The DECIDE SMART Mnemonic
Part of Decision Making Skills · GCSE GCSE Geography revision
This memory aid covers The DECIDE SMART Mnemonic within Decision Making Skills for GCSE Geography. Revise Decision Making Skills in Decision Making & Issue Evaluation for GCSE Geography with 15 exam-style questions and 20 flashcards. This is a high-frequency topic, so it is worth revising until the explanation feels precise and repeatable. It is section 12 of 15 in this topic. Use it for quick recall, then test yourself straight afterwards so the memory aid becomes usable in an answer.
Topic position
Section 12 of 15
Practice
15 questions
Recall
20 flashcards
🧠 The DECIDE SMART Mnemonic
There are 11 key steps in the complete decision-making process. The mnemonic DECIDE SMART gives you all 11 in order — use it as a checklist before you begin any decision-making answer.

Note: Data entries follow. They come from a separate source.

//! Read handlers. Every response goes through the cache and reports its
//! origin in the `x-cache` header.

use std::future::Future;
use std::time::Duration;

use axum::extract::{Path, Query, State};
use axum::response::Response;
use serde::Deserialize;
use serde::Serialize;
use serde::de::DeserializeOwned;
use uuid::Uuid;

use fieldops_cache::CacheKey;
use fieldops_domain::{
    DomainError, Invoice, InvoiceStatus, Order, OrderStatus, Page, Pagination, Resource,
};

use super::{cached, read_strategy};
use crate::context::AppContext;
use crate::error::ApiResult;
use crate::repository::{OrderFilter, RepoResult};

#[derive(Debug, Clone, Copy, Default, Deserialize)]
pub struct PageQuery {
    pub page: Option<u32>,
    pub per_page: Option<u32>,
    #[serde(default)]
    pub refresh: bool,
}

#[derive(Debug, Clone, Copy, Default, Deserialize)]
pub struct OrderQuery {
    pub status: Option<OrderStatus>,
    pub client_id: Option<Uuid>,
    pub page: Option<u32>,
    pub per_page: Option<u32>,
    #[serde(default)]
    pub refresh: bool,
}

#[derive(Debug, Clone, Copy, Default, Deserialize)]
pub struct InvoiceQuery {
    pub status: Option<InvoiceStatus>,
    pub page: Option<u32>,
    pub per_page: Option<u32>,
    #[serde(default)]
    pub refresh: bool,
}

#[derive(Debug, Clone, Copy, Default, Deserialize)]
pub struct RefreshQuery {
    #[serde(default)]
    pub refresh: bool,
}

/// Cache one page of `load()` under `key`
async fn paged<T, Fut>(
    ctx: &AppContext,
    key: CacheKey,
    pagination: Pagination,
    ttl: Duration,
    refresh: bool,
    load: impl FnOnce() -> Fut,
) -> ApiResult<Response>
where
    T: Clone + Serialize + DeserializeOwned,
    Fut: Future<Output = RepoResult<Vec<T>>>,
{
    let key = key
        .param("page", pagination.page)
        .param("per_page", pagination.per_page)
        .build();

    let fetched = ctx
        .cache
        .fetch(&key, ttl, read_strategy(refresh), || async move {
            let all = load().await?;
            Ok::<_, DomainError>(Page::from_slice(&all, pagination))
        })
        .await?;

    Ok(cached(fetched))
}

// =============================================================================
// REFERENCE DATA
// =============================================================================

pub async fn list_teams(
    State(ctx): State<AppContext>,
    Query(query): Query<PageQuery>,
) -> ApiResult<Response> {
    let records = ctx.records.clone();
    let pagination = Pagination::new(query.page, query.per_page);
    paged(
        &ctx,
        CacheKey::new("teams"),
        pagination,
        ctx.cache.ttl().reference,
        query.refresh,
        || async move { records.list_teams().await },
    )
    .await
}

pub async fn list_units(
    State(ctx): State<AppContext>,
    Query(query): Query<PageQuery>,
) -> ApiResult<Response> {
    let records = ctx.records.clone();
    let pagination = Pagination::new(query.page, query.per_page);
    paged(
        &ctx,
        CacheKey::new("units"),
        pagination,
        ctx.cache.ttl().reference,
        query.refresh,
        || async move { records.list_units().await },
    )
    .await
}

pub async fn list_commodities(
    State(ctx): State<AppContext>,
    Query(query): Query<PageQuery>,
) -> ApiResult<Response> {
    let records = ctx.records.clone();
    let pagination = Pagination::new(query.page, query.per_page);
    paged(
        &ctx,
        CacheKey::new("commodities"),
        pagination,
        ctx.cache.ttl().reference,
        query.refresh,
        || async move { records.list_commodities().await },
    )
    .await
}

// =============================================================================
// LISTINGS
// =============================================================================

pub async fn list_clients(
    State(ctx): State<AppContext>,
    Query(query): Query<PageQuery>,
) -> ApiResult<Response> {
    let records = ctx.records.clone();
    let pagination = Pagination::new(query.page, query.per_page);
    paged(
        &ctx,
        CacheKey::new("clients"),
        pagination,
        ctx.cache.ttl().listing,
        query.refresh,
        || async move { records.list_clients().await },
    )
    .await
}

pub async fn list_orders(
    State(ctx): State<AppContext>,
    Query(query): Query<OrderQuery>,
) -> ApiResult<Response> {
    let records = ctx.records.clone();
    let filter = OrderFilter {
        status: query.status,
        client_id: query.client_id,
    };
    let key = CacheKey::new(Order::RESOURCE)
        .opt_param("status", query.status.map(|s| s.as_str()))
        .opt_param("client_id", query.client_id);

    paged(
        &ctx,
        key,
        Pagination::new(query.page, query.per_page),
        ctx.cache.ttl().listing,
        query.refresh,
        || async move { records.list_orders(filter).await },
    )
    .await
}

pub async fn list_invoices(
    State(ctx): State<AppContext>,
    Query(query): Query<InvoiceQuery>,
) -> ApiResult<Response> {
    let records = ctx.records.clone();
    let key = CacheKey::new(Invoice::RESOURCE).opt_param("status", query.status.map(|s| s.as_str()));

    paged(
        &ctx,
        key,
        Pagination::new(query.page, query.per_page),
        ctx.cache.ttl().listing,
        query.refresh,
        || async move { records.list_invoices(query.status).await },
    )
    .await
}

// =============================================================================
// DETAILS
// =============================================================================

pub async fn get_order(
    State(ctx): State<AppContext>,
    Path(id): Path<Uuid>,
    Query(query): Query<RefreshQuery>,
) -> ApiResult<Response> {
    let records = ctx.records.clone();
    let key = CacheKey::detail(Order::RESOURCE, id).build();

    let fetched = ctx
        .cache
        .fetch(
            &key,
            ctx.cache.ttl().detail,
            read_strategy(query.refresh),
            || async move { records.get_order(id).await },
        )
        .await?;

    Ok(cached(fetched))
}

pub async fn get_invoice(
    State(ctx): State<AppContext>,
    Path(id): Path<Uuid>,
    Query(query): Query<RefreshQuery>,
) -> ApiResult<Response> {
    let records = ctx.records.clone();
    let key = CacheKey::detail(Invoice::RESOURCE, id).build();

    let fetched = ctx
        .cache
        .fetch(
            &key,
            ctx.cache.ttl().detail,
            read_strategy(query.refresh),
            || async move { records.get_invoice(id).await },
        )
        .await?;

    Ok(cached(fetched))
}

/// Counts by order and invoice status
pub async fn dashboard(
    State(ctx): State<AppContext>,
    Query(query): Query<RefreshQuery>,
) -> ApiResult<Response> {
    let records = ctx.records.clone();

    let fetched = ctx
        .cache
        .fetch(
            "dashboard",
            ctx.cache.ttl().dashboard,
            read_strategy(query.refresh),
            || async move { records.summary().await },
        )
        .await?;

    Ok(cached(fetched))
}
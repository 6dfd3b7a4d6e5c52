//! # FieldOps Cache
//!
//! Client-side accelerator in front of the dashboard's data source: a TTL
//! entry store plus a category invalidation bus.
//!
//! ## Architecture
//!
//! ```text
//! ┌─────────────────────────────────────────────────────────────┐
//! │                     Application Layer                        │
//! │            (listing handlers, mutation handlers)             │
//! └─────────────────────────────────────────────────────────────┘
//!                              │
//!                              ▼
//! ┌─────────────────────────────────────────────────────────────┐
//! │                       CacheService                           │
//! │      (read/write strategies, category → resource bindings)   │
//! └─────────────────────────────────────────────────────────────┘
//!                    │                   │
//!                    ▼                   ▼
//! ┌─────────────────────────┐   ┌──────────────────────────────┐
//! │      CacheStore         │   │      InvalidationBus         │
//! │  (namespace, TTL, JSON) │   │ (channel per category, relay)│
//! └─────────────────────────┘   └──────────────────────────────┘
//!              │                                 │
//!              ▼                                 ▼
//! ┌─────────────────────────┐   ┌──────────────────────────────┐
//! │  Storage: memory / file │   │   Redis pub/sub (optional)   │
//! └─────────────────────────┘   └──────────────────────────────┘
//! ```
//!
//! ## Features
//!
//! - `redis`: Enable the cross-process invalidation relay (default)
//!
//! ## Usage
//!
//! ```rust,ignore
//! use fieldops_cache::{CacheConfig, CacheService, MemoryStorage, ReadStrategy, SystemClock};
//!
//! let cache = CacheService::start(
//!     CacheConfig::default(),
//!     Arc::new(MemoryStorage::new()),
//!     Arc::new(SystemClock),
//! );
//!
//! let teams = cache
//!     .fetch("teams", cache.ttl().reference, ReadStrategy::CacheFirst, || repo.list_teams())
//!     .await?;
//!
//! cache.invalidate(Category::Teams, None);
//! cache.shutdown();
//! ```

#![forbid(unsafe_code)]
#![warn(clippy::all, clippy::pedantic, clippy::nursery)]
#![allow(clippy::module_name_repetitions)]

pub mod bus;
pub mod cache;
pub mod clock;
pub mod error;
pub mod service;
pub mod storage;
pub mod strategy;

// Re-export commonly used types
pub use bus::{Freshness, InvalidationBus, ListenerHandle, Subscription};
pub use cache::{CacheConfig, CacheKey, CacheStats, CacheStore, CacheTtl};
pub use clock::{Clock, ManualClock, SharedClock, SystemClock};
pub use error::{CacheError, Result};
pub use service::{CacheService, InvalidationOutcome, ServiceStats};
pub use storage::{FileStorage, MemoryStorage, SharedStorage, Storage};
pub use strategy::{Fetched, Origin, ReadError, ReadStrategy, WriteStrategy};

#[cfg(feature = "redis")]
pub use bus::RedisRelay;

/// Crate version
pub const VERSION: &str = env!("CARGO_PKG_VERSION");
//! # Strategy Module
//!
//! Enum-based cache/source access strategies using dispatch pattern.
//!
//! ## Available Strategies
//!
//! ### Read Strategies
//! - `CacheFirst` - Check cache, fetch from source on miss (default)
//! - `SourceOnly` - Skip cache entirely
//! - `CacheOnly` - Never hit the source
//! - `RefreshThrough` - Always fetch from source, repopulate cache
//!
//! ### Write Strategies
//! - `WriteAround` - Write to source, invalidate cache (default)
//! - `WriteThrough` - Write to source, invalidate, then cache the result
//! - `SourceOnly` - Write to source, no cache interaction
//!
//! ## Example
//!
//! ```rust,ignore
//! use fieldops_cache::strategy::ReadStrategy;
//!
//! let fetched = ReadStrategy::CacheFirst
//!     .read(&store, "teams", ttl, || repo.list_teams())
//!     .await?;
//! ```

pub mod read_strategy;
pub mod write_strategy;

pub use read_strategy::{Fetched, Origin, ReadError, ReadStrategy};
pub use write_strategy::WriteStrategy;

| Letter | Step | The Key Question |
|---|---|---|
| D | Define the decision clearly | "What exactly is being decided? Where? By whom? By when?" |
| E | Evidence from the Resource Booklet | "Which specific statistics support or challenge each option?" |
| C | Consider ALL stakeholders | "Who is affected? Do not skip the ones you disagree with." |
| I | Identify the trade-offs | "What does each option sacrifice? Who loses out with each choice?" |
| D | Decision: state it clearly first | "Sentence 1 of your answer = your recommendation." |
| E | Explain your reasoning | "Why these criteria? Why do they matter for this specific place?" |
| S | Stakeholders: RAVES analysis | "Role — Attitude — Values — Evidence — Significance" |
| M | Matrix: compare options systematically | "Score all options against the same criteria. Weight your priorities." |
| A | Acknowledge opposing views | "What is the strongest argument against your recommendation?" |
| R | Reach a justified conclusion | "3C: Claim → Criteria → Conclusion with trade-offs" |
| T | Trade-offs: state explicitly what you sacrifice | "Explain why the gain is worth the loss — in geographical terms." |
Memory trick for DECIDE: The first six letters cover the core framework steps — what you do before writing. The last five letters (SMART) cover how you execute the answer — what you do while writing. Decide, then write SMART.